Thats the trouble, I have two of those and Ive run out of space to put them anywhere so at least one of them will be ebay bound Im afraid, maybe both if I cant find room:crying: .


----------



## momentofmadness (Jul 19, 2008)

Blimey TDM.. hahah You have it bad... lol....

I have a friend with collectaponyitus.. LOl She is murder.. haha only Pony's cost a lot more money to keep.. hahah So be glad you only have GMR hahahh Im saying only but.. hahah why don't you add up the cost of all your cages when you bought them and just let us know how bad the situ has been.. hahha

I bought 2 new ones last night.. My sis said you are getting rid of the old ones aren't you.. lol I said yeah no worries.. lol My eldest said he is gonna get more girly mice......


----------



## vet-2-b (Sep 25, 2008)

look into my eyes...give me the cages lol 


im on ebay at the mo looking for a cage


----------



## momentofmadness (Jul 19, 2008)

Oh and re posting.. all my cages flat pack you just have bend the wires/connecting a little bit.. lol And I want the big one your daughter has just been kicked out of.. LMAO


----------



## blue butterfly (Jan 3, 2010)

Im really desperately looking for hamster and mice cages atm. I am about to start fostering and need all the cages I can get.
I fail at using ebay so I always lose out on bidding on stuff 

If Im not too far away would you consider selling me a few cages pretty pretty please?

PM me if thats possible 
Claire x


----------



## momentofmadness (Jul 19, 2008)

blue butterfly said:


> Im really desperately looking for hamster and mice cages atm. I am about to start fostering and need all the cages I can get.
> I fail at using ebay so I always lose out on bidding on stuff
> 
> If Im not too far away would you consider selling me a few cages pretty pretty please?
> ...


How can you fail at EBAY.. I put my biggest final bid in at about 30 secs.. and usually... LOL gazump.. haha


----------



## momentofmadness (Jul 19, 2008)

Blue butterfly the worse thing about buying them on ebay is the deli cost.. always around the 8 quid mark.. lol]

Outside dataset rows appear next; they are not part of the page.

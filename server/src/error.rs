use derive_more::Display;
use sea_orm::DbErr;

use crate::{db_core::queries::ReportQuery, report::ShapeError};

pub type AppResult<T> = Result<T, ReportError>;

#[derive(Debug, Display)]
pub enum ReportError {
    #[display("Configuration error: {_0}")]
    Config(config::ConfigError),
    #[display("Invalid configuration: {_0}")]
    InvalidConfig(String),
    #[display("Database connection failed: {_0}")]
    Connect(DbErr),
    #[display("Query {query} failed: {source}")]
    Query { query: ReportQuery, source: DbErr },
    #[display("Could not shape rows of {query}: {source}")]
    Shape { query: ReportQuery, source: ShapeError },
    #[display("Access token request failed with status {status}: {body}")]
    Auth { status: u16, body: String },
    #[display("Email delivery failed with status {status}: {body}")]
    Delivery { status: u16, body: String },
    #[display("HTTP error: {_0}")]
    Http(reqwest::Error),
    #[display("Template error: {_0}")]
    Template(minijinja::Error),
    #[display("Internal error: {_0}")]
    Internal(anyhow::Error),
}

impl ReportError {
    /// Short, stable name of the failure class, used as a log field.
    pub fn kind(&self) -> &'static str {
        match self {
            ReportError::Config(_) | ReportError::InvalidConfig(_) => "config",
            ReportError::Connect(_) | ReportError::Query { .. } => "query",
            ReportError::Shape { .. } => "shape",
            ReportError::Auth { .. } => "auth",
            ReportError::Delivery { .. } => "delivery",
            ReportError::Http(_) => "http",
            ReportError::Template(_) => "template",
            ReportError::Internal(_) => "internal",
        }
    }
}

impl std::error::Error for ReportError {
    fn source(&self) -> Option<&(dyn std::error::Error + 'static)> {
        match self {
            ReportError::Config(e) => Some(e),
            ReportError::Connect(e) => Some(e),
            ReportError::Query { source, .. } => Some(source),
            ReportError::Shape { source, .. } => Some(source),
            ReportError::Http(e) => Some(e),
            ReportError::Template(e) => Some(e),
            ReportError::Internal(e) => Some(&**e),
            ReportError::InvalidConfig(_) | ReportError::Auth { .. } | ReportError::Delivery { .. } => {
                None
            }
        }
    }
}

impl From<anyhow::Error> for ReportError {
    fn from(error: anyhow::Error) -> Self {
        ReportError::Internal(error)
    }
}

impl From<config::ConfigError> for ReportError {
    fn from(error: config::ConfigError) -> Self {
        ReportError::Config(error)
    }
}

impl From<reqwest::Error> for ReportError {
    fn from(error: reqwest::Error) -> Self {
        tracing::error!("Reqwest error: {:?}", error);
        ReportError::Http(error)
    }
}

impl From<minijinja::Error> for ReportError {
    fn from(error: minijinja::Error) -> Self {
        ReportError::Template(error)
    }
}
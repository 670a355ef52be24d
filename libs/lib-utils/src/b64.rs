use base64::engine::{general_purpose, Engine};

/// Standard (padded) base64, the alphabet transactional email APIs expect for
/// inline HTML bodies.
pub fn b64_encode(content: impl AsRef<[u8]>) -> String {
    general_purpose::STANDARD.encode(content)
}

pub fn b64_decode(b64: &str) -> Result<Vec<u8>, Error> {
    general_purpose::STANDARD
        .decode(b64)
        .map_err(|_| Error::FailToB64Decode)
}

pub fn b64_decode_to_string(b64: &str) -> Result<String, Error> {
    b64_decode(b64)
        .ok()
        .and_then(|r| String::from_utf8(r).ok())
        .ok_or(Error::FailToB64Decode)
}

#[derive(Debug)]
pub enum Error {
    FailToB64Decode,
}

impl core::fmt::Display for Error {
    fn fmt(&self, fmt: &mut core::fmt::Formatter) -> core::result::Result<(), core::fmt::Error> {
        write!(fmt, "{self:?}")
    }
}

impl std::error::Error for Error {}
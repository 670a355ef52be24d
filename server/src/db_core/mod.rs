pub mod queries;

use std::time::Duration;

use sea_orm::{ConnectOptions, Database, DatabaseConnection};

use crate::{
    error::{AppResult, ReportError},
    server_config::ServerConfig,
};

/// Opens a single-connection pool for one report run. The caller closes it
/// once the query phase is over.
pub async fn connect(cfg: &ServerConfig) -> AppResult<DatabaseConnection> {
    let timeout = Duration::from_secs(cfg.report.db_connect_timeout_secs);
    let mut db_options = ConnectOptions::new(cfg.database_url()?);
    db_options
        .max_connections(1)
        .min_connections(0)
        .connect_timeout(timeout)
        .acquire_timeout(timeout)
        .sqlx_logging(false);

    Database::connect(db_options)
        .await
        .map_err(ReportError::Connect)
}
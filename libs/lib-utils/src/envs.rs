use std::env;

/// Reads an environment variable, treating an empty value as unset.
pub fn get_env_opt(name: &'static str) -> Option<String> {
    env::var(name).ok().filter(|v| !v.trim().is_empty())
}
use std::borrow::Cow;

use anyhow::Context;
use minijinja::{context, Environment};

use crate::error::AppResult;

use super::bundle::ReportBundle;

pub const REPORT_EMAIL_TEMPLATE: &str = include_str!("../../templates/report_template.html");

// The .html suffix turns on HTML auto-escaping.
const REPORT_TEMPLATE_NAME: &str = "report_template.html";

const TEXT_WIDTH: usize = 80;

pub struct ReportTemplate {
    source: Cow<'static, str>,
}

impl ReportTemplate {
    pub fn builtin() -> Self {
        Self {
            source: Cow::Borrowed(REPORT_EMAIL_TEMPLATE),
        }
    }

    /// Reads and syntax-checks a template override.
    pub fn from_file(path: &str) -> AppResult<Self> {
        let source = std::fs::read_to_string(path)
            .with_context(|| format!("Could not read report template {path}"))?;
        Environment::new().template_from_str(&source)?;

        Ok(Self {
            source: Cow::Owned(source),
        })
    }

    pub fn load(path: Option<&str>) -> AppResult<Self> {
        match path {
            Some(path) => {
                tracing::info!("Using report template {}", path);
                Self::from_file(path)
            }
            None => Ok(Self::builtin()),
        }
    }

    pub fn render(&self, bundle: &ReportBundle, generated_at: &str) -> AppResult<String> {
        let mut env = Environment::new();
        env.add_template(REPORT_TEMPLATE_NAME, &self.source)?;
        let template = env.get_template(REPORT_TEMPLATE_NAME)?;

        let html = template.render(context! {
            yesterday_payments => bundle.yesterday_payments,
            last_month_payments => bundle.last_month_payments,
            yesterday_users => bundle.yesterday_users,
            total_users => bundle.total_users,
            yesterday_reports => bundle.yesterday_reports,
            total_reports => bundle.total_reports,
            generated_at,
        })?;

        Ok(html)
    }
}

pub fn plain_text_fallback(html: &str) -> String {
    html2text::from_read(html.as_bytes(), TEXT_WIDTH)
}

This was £20.00 and £8 P&P

You have to scroll down to see them...
HAMSTER CAGE STARTER KIT! on eBay (end time 11-Jan-10 17:17:24 GMT)

And this was £23.89 and £7.95 P&P

RAT/HAMSTER CAGE WITH ACCESSORIES on eBay (end time 11-Jan-10 20:36:52 GMT)

Im so excited..lol


----------



## lozza84 (Jul 19, 2008)

_i have a freddy cage like that to sell....._

http://www.petforums.co.uk/small-animal-classifieds/81430-savic-freddy-2-cage-bedfordshire.html


----------



## happysaz133 (Jun 5, 2008)

Yep, you are a cageaholic! LOL ebay is good, but you have to remember the listing fees, sold fees and paypal fees if you use it! Maybe gumtree and preloved might be an idea too?


----------



## thedogsmother (Aug 28, 2008)

happysaz133 said:


> Yep, you are a cageaholic! LOL ebay is good, but you have to remember the listing fees, sold fees and paypal fees if you use it! Maybe gumtree and preloved might be an idea too?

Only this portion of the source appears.